**Records provided**:
impl DriveClient {
    /// Create a client against the public Drive endpoints.
    pub fn new(auth: Authenticator) -> Self {
        Self::with_endpoints(auth, DRIVE_API_BASE, UPLOAD_API_BASE)
    }

    /// Create a client against custom endpoints (a proxy or a mock server).
    ///
    /// # Arguments
    /// * `auth` - Authenticator for obtaining access tokens
    /// * `api_base` - Base URL standing in for the Drive v3 API
    /// * `upload_base` - Base URL standing in for the upload endpoint
    pub fn with_endpoints(
        auth: Authenticator,
        api_base: impl Into<String>,
        upload_base: impl Into<String>,
    ) -> Self {
        Self {
            auth,
            http: Client::new(),
            api_base: api_base.into().trim_end_matches('/').to_string(),
            upload_base: upload_base.into().trim_end_matches('/').to_string(),
        }
    }

    fn file_url(&self, file_id: &str) -> String {
        format!("{}/files/{}", self.api_base, file_id)
    }

    /// List the non-trashed direct children of a folder.
    pub async fn list_children(&self, parent_id: &str) -> Result<Vec<RemoteFile>> {
        self.query_files(&children_query(parent_id)).await
    }

    /// Query files using Drive query syntax, following every page.
    #[instrument(skip(self), level = "debug")]
    pub async fn query_files(&self, query: &str) -> Result<Vec<RemoteFile>> {
        let token = self.auth.get_access_token().await?;
        let mut all_files = Vec::new();
        let mut page_token: Option<String> = None;

        loop {
            let mut request = self
                .http
                .get(format!("{}/files", self.api_base))
                .bearer_auth(&token)
                .query(&[
                    ("q", query),
                    ("spaces", "drive"),
                    ("supportsAllDrives", "true"),
                    ("includeItemsFromAllDrives", "true"),
                    ("fields", LIST_FIELDS),
                ]);

            if let Some(ref token) = page_token {
                request = request.query(&[("pageToken", token)]);
            }

            let response = check_status(request.send().await?).await?;
            let page: FileListResponse = response.json().await?;
            debug!(count = page.files.len(), "received listing page");
            all_files.extend(page.files);

            match page.next_page_token {
                Some(token) => page_token = Some(token),
                None => break,
            }
        }

        Ok(all_files)
    }

    /// Get file metadata by ID.
    #[instrument(skip(self), level = "debug")]
    pub async fn get_file(&self, file_id: &str) -> Result<RemoteFile> {
        let token = self.auth.get_access_token().await?;

        let response = self
            .http
            .get(self.file_url(file_id))
            .bearer_auth(&token)
            .query(&[("supportsAllDrives", "true"), ("fields", FILE_FIELDS)])
            .send()
            .await?;

        Ok(check_status(response).await?.json().await?)
    }

    /// Upload a local file under `title`, into `parent_id` or the root.
    ///
    /// Fails with [`DriveError::LocalFileNotFound`] before touching the
    /// network when `local_path` does not exist.
    ///
    /// # Arguments
    /// * `local_path` - Path to the local file
    /// * `title` - Title the file gets on Drive
    /// * `parent_id` - ID of the destination folder, `None` for the root
    #[instrument(skip(self), level = "debug")]
    pub async fn upload_file(
        &self,
        local_path: &Path,
        title: &str,
        parent_id: Option<&str>,
    ) -> Result<RemoteFile> {
        let file_size = match tokio::fs::metadata(local_path).await {
            Ok(meta) if meta.is_file() => meta.len(),
            _ => return Err(DriveError::LocalFileNotFound(local_path.to_path_buf())),
        };

        let mime_type = mime_guess::from_path(local_path)
            .first_or_octet_stream()
            .to_string();

        let mut metadata = json!({ "name": title });
        if let Some(parent) = parent_id {
            metadata["parents"] = json!([parent]);
        }

        if file_size > RESUMABLE_THRESHOLD {
            self.upload_resumable(local_path, metadata, file_size, &mime_type)
                .await
        } else {
            self.upload_multipart(local_path, metadata, title, &mime_type)
                .await
        }
    }

    async fn upload_multipart(
        &self,
        local_path: &Path,
        metadata: serde_json::Value,
        title: &str,
        mime_type: &str,
    ) -> Result<RemoteFile> {
        let token = self.auth.get_access_token().await?;
        let file_content = tokio::fs::read(local_path).await?;

        let form = Form::new()
            .part(
                "metadata",
                Part::text(metadata.to_string()).mime_str("application/json")?,
            )
            .part(
                "file",
                Part::bytes(file_content)
                    .file_name(title.to_string())
                    .mime_str(mime_type)?,
            );

        let response = self
            .http
            .post(format!("{}/files", self.upload_base))
            .bearer_auth(&token)
            .query(&[
                ("uploadType", "multipart"),
                ("supportsAllDrives", "true"),
                ("fields", FILE_FIELDS),
            ])
            .multipart(form)
            .send()
            .await?;

        Ok(check_status(response).await?.json().await?)
    }

    async fn upload_resumable(
        &self,
        local_path: &Path,
        metadata: serde_json::Value,
        file_size: u64,
        mime_type: &str,
    ) -> Result<RemoteFile> {
        let token = self.auth.get_access_token().await?;

        let init_response = self
            .http
            .post(format!("{}/files", self.upload_base))
            .bearer_auth(&token)
            .query(&[("uploadType", "resumable"), ("supportsAllDrives", "true")])
            .header("X-Upload-Content-Type", mime_type)
            .header("X-Upload-Content-Length", file_size.to_string())
            .json(&metadata)
            .send()
            .await?;

        let init_response = check_status(init_response).await?;
        let session_url = init_response
            .headers()
            .get("Location")
            .and_then(|v| v.to_str().ok())
            .ok_or_else(|| DriveError::ApiError {
                status: init_response.status().as_u16(),
                message: "No upload URL in response".to_string(),
            })?
            .to_string();

        debug!(size = file_size, "streaming resumable upload");
        let file = File::open(local_path).await?;
        let response = self
            .http
            .put(&session_url)
            .header("Content-Type", mime_type)
            .header("Content-Length", file_size.to_string())
            .query(&[("fields", FILE_FIELDS)])
            .body(Body::wrap_stream(ReaderStream::new(file)))
            .send()
            .await?;

        Ok(check_status(response).await?.json().await?)
    }

    /// Download a file's content to `destination`.
    ///
    /// A directory destination gets the last component of the remote title
    /// appended; titles with no usable file name are rejected. Content is
    /// written to a `.part` sibling and renamed into place once complete.
    ///
    /// # Arguments
    /// * `file_id` - The ID of the file to download
    /// * `destination` - The local path to save the file, or a directory
    #[instrument(skip(self), level = "debug")]
    pub async fn download_file(
        &self,
        file_id: &str,
        destination: &Path,
    ) -> Result<(RemoteFile, PathBuf)> {
        let metadata = self.get_file(file_id).await?;
        let final_path = if destination.is_dir() {
            destination.join(local_name_for(&metadata.title)?)
        } else {
            destination.to_path_buf()
        };

        let token = self.auth.get_access_token().await?;
        let response = self
            .http
            .get(self.file_url(file_id))
            .bearer_auth(&token)
            .query(&[("alt", "media"), ("supportsAllDrives", "true")])
            .send()
            .await?;
        let response = check_status(response).await?;

        let partial = partial_path(&final_path);
        if let Err(e) = write_body(&partial, response).await {
            let _ = tokio::fs::remove_file(&partial).await;
            return Err(e);
        }
        tokio::fs::rename(&partial, &final_path).await?;

        Ok((metadata, final_path))
    }

    /// Rename a file and replace its content with `new_content` (as text/plain).
    ///
    /// # Arguments
    /// * `file_id` - The ID of the file to update
    /// * `new_title` - Title to set
    /// * `new_content` - Text that replaces the current content
    #[instrument(skip(self, new_content), level = "debug")]
    pub async fn update_file(
        &self,
        file_id: &str,
        new_title: &str,
        new_content: &str,
    ) -> Result<RemoteFile> {
        let token = self.auth.get_access_token().await?;

        let form = Form::new()
            .part(
                "metadata",
                Part::text(json!({ "name": new_title }).to_string())
                    .mime_str("application/json")?,
            )
            .part(
                "file",
                Part::text(new_content.to_string()).mime_str("text/plain")?,
            );

        let response = self
            .http
            .patch(format!("{}/files/{}", self.upload_base, file_id))
            .bearer_auth(&token)
            .query(&[
                ("uploadType", "multipart"),
                ("supportsAllDrives", "true"),
                ("fields", FILE_FIELDS),
            ])
            .multipart(form)
            .send()
            .await?;

        Ok(check_status(response).await?.json().await?)
    }

    /// Create a folder under `parent_id`, or the root.
    #[instrument(skip(self), level = "debug")]
    pub async fn create_folder(&self, title: &str, parent_id: Option<&str>) -> Result<RemoteFile> {
        let token = self.auth.get_access_token().await?;

        let mut metadata = json!({ "name": title, "mimeType": FOLDER_MIME_TYPE });
        if let Some(parent) = parent_id {
            metadata["parents"] = json!([parent]);
        }

        let response = self
            .http
            .post(format!("{}/files", self.api_base))
            .bearer_auth(&token)
            .query(&[("supportsAllDrives", "true"), ("fields", FILE_FIELDS)])
            .json(&metadata)
            .send()
            .await?;

        Ok(check_status(response).await?.json().await?)
    }

    /// Move a file into or out of the trash.
    #[instrument(skip(self), level = "debug")]
    pub async fn set_trashed(&self, file_id: &str, trashed: bool) -> Result<RemoteFile> {
        let token = self.auth.get_access_token().await?;

        let response = self
            .http
            .patch(self.file_url(file_id))
            .bearer_auth(&token)
            .query(&[("supportsAllDrives", "true"), ("fields", FILE_FIELDS)])
            .json(&json!({ "trashed": trashed }))
            .send()
            .await?;

        Ok(check_status(response).await?.json().await?)
    }

    /// Permanently delete a file, skipping the trash.
    #[instrument(skip(self), level = "debug")]
    pub async fn delete_file(&self, file_id: &str) -> Result<()> {
        let token = self.auth.get_access_token().await?;

        let response = self
            .http
            .delete(self.file_url(file_id))
            .bearer_auth(&token)
            .query(&[("supportsAllDrives", "true")])
            .send()
            .await?;

        check_status(response).await?;
        Ok(())
    }

    /// Attach a permission to a file.
    ///
    /// Owner grants are sent with `transferOwnership=true`.
    #[instrument(skip(self), level = "debug")]
    pub async fn create_permission(
        &self,
        file_id: &str,
        permission: &Permission,
    ) -> Result<Permission> {
        let token = self.auth.get_access_token().await?;

        let mut request = self
            .http
            .post(format!("{}/permissions", self.file_url(file_id)))
            .bearer_auth(&token)
            .query(&[
                ("supportsAllDrives", "true"),
                ("fields", "id, type, role, emailAddress"),
            ]);

        // Drive refuses owner grants unless the transfer is acknowledged.
        if permission.role == PermissionRole::Owner {
            request = request.query(&[("transferOwnership", "true")]);
        }

        let response = request.json(permission).send().await?;

        Ok(check_status(response).await?.json().await?)
    }

    /// List every permission on a file.
    #[instrument(skip(self), level = "debug")]
    pub async fn list_permissions(&self, file_id: &str) -> Result<Vec<Permission>> {
        let token = self.auth.get_access_token().await?;
        let mut permissions = Vec::new();
        let mut page_token: Option<String> = None;

        loop {
            let mut request = self
                .http
                .get(format!("{}/permissions", self.file_url(file_id)))
                .bearer_auth(&token)
                .query(&[("supportsAllDrives", "true"), ("fields", PERMISSION_FIELDS)]);

            if let Some(ref token) = page_token {
                request = request.query(&[("pageToken", token)]);
            }

            let page: PermissionListResponse =
                check_status(request.send().await?).await?.json().await?;
            permissions.extend(page.permissions);

            match page.next_page_token {
                Some(token) => page_token = Some(token),
                None => break,
            }
        }

        Ok(permissions)
    }

    /// Remove one permission from a file.
    #[instrument(skip(self), level = "debug")]
    pub async fn delete_permission(&self, file_id: &str, permission_id: &str) -> Result<()> {
        let token = self.auth.get_access_token().await?;

        let response = self
            .http
            .delete(format!("{}/permissions/{}", self.file_url(file_id), permission_id))
            .bearer_auth(&token)
            .query(&[("supportsAllDrives", "true")])
            .send()
            .await?;

        check_status(response).await?;
        Ok(())
    }
}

**What is being asked**:
The reply should hold only the lines from the beginning of the listing to the line with "pub async fn query_files(&self, query: &str)", both ends included, unchanged.

**Your response**:
impl DriveClient {
    /// Create a client against the public Drive endpoints.
    pub fn new(auth: Authenticator) -> Self {
        Self::with_endpoints(auth, DRIVE_API_BASE, UPLOAD_API_BASE)
    }

    /// Create a client against custom endpoints (a proxy or a mock server).
    ///
    /// # Arguments
    /// * `auth` - Authenticator for obtaining access tokens
    /// * `api_base` - Base URL standing in for the Drive v3 API
    /// * `upload_base` - Base URL standing in for the upload endpoint
    pub fn with_endpoints(
        auth: Authenticator,
        api_base: impl Into<String>,
        upload_base: impl Into<String>,
    ) -> Self {
        Self {
            auth,
            http: Client::new(),
            api_base: api_base.into().trim_end_matches('/').to_string(),
            upload_base: upload_base.into().trim_end_matches('/').to_string(),
        }
    }

    fn file_url(&self, file_id: &str) -> String {
        format!("{}/files/{}", self.api_base, file_id)
    }

    /// List the non-trashed direct children of a folder.
    pub async fn list_children(&self, parent_id: &str) -> Result<Vec<RemoteFile>> {
        self.query_files(&children_query(parent_id)).await
    }

    /// Query files using Drive query syntax, following every page.
    #[instrument(skip(self), level = "debug")]
    pub async fn query_files(&self, query: &str) -> Result<Vec<RemoteFile>> {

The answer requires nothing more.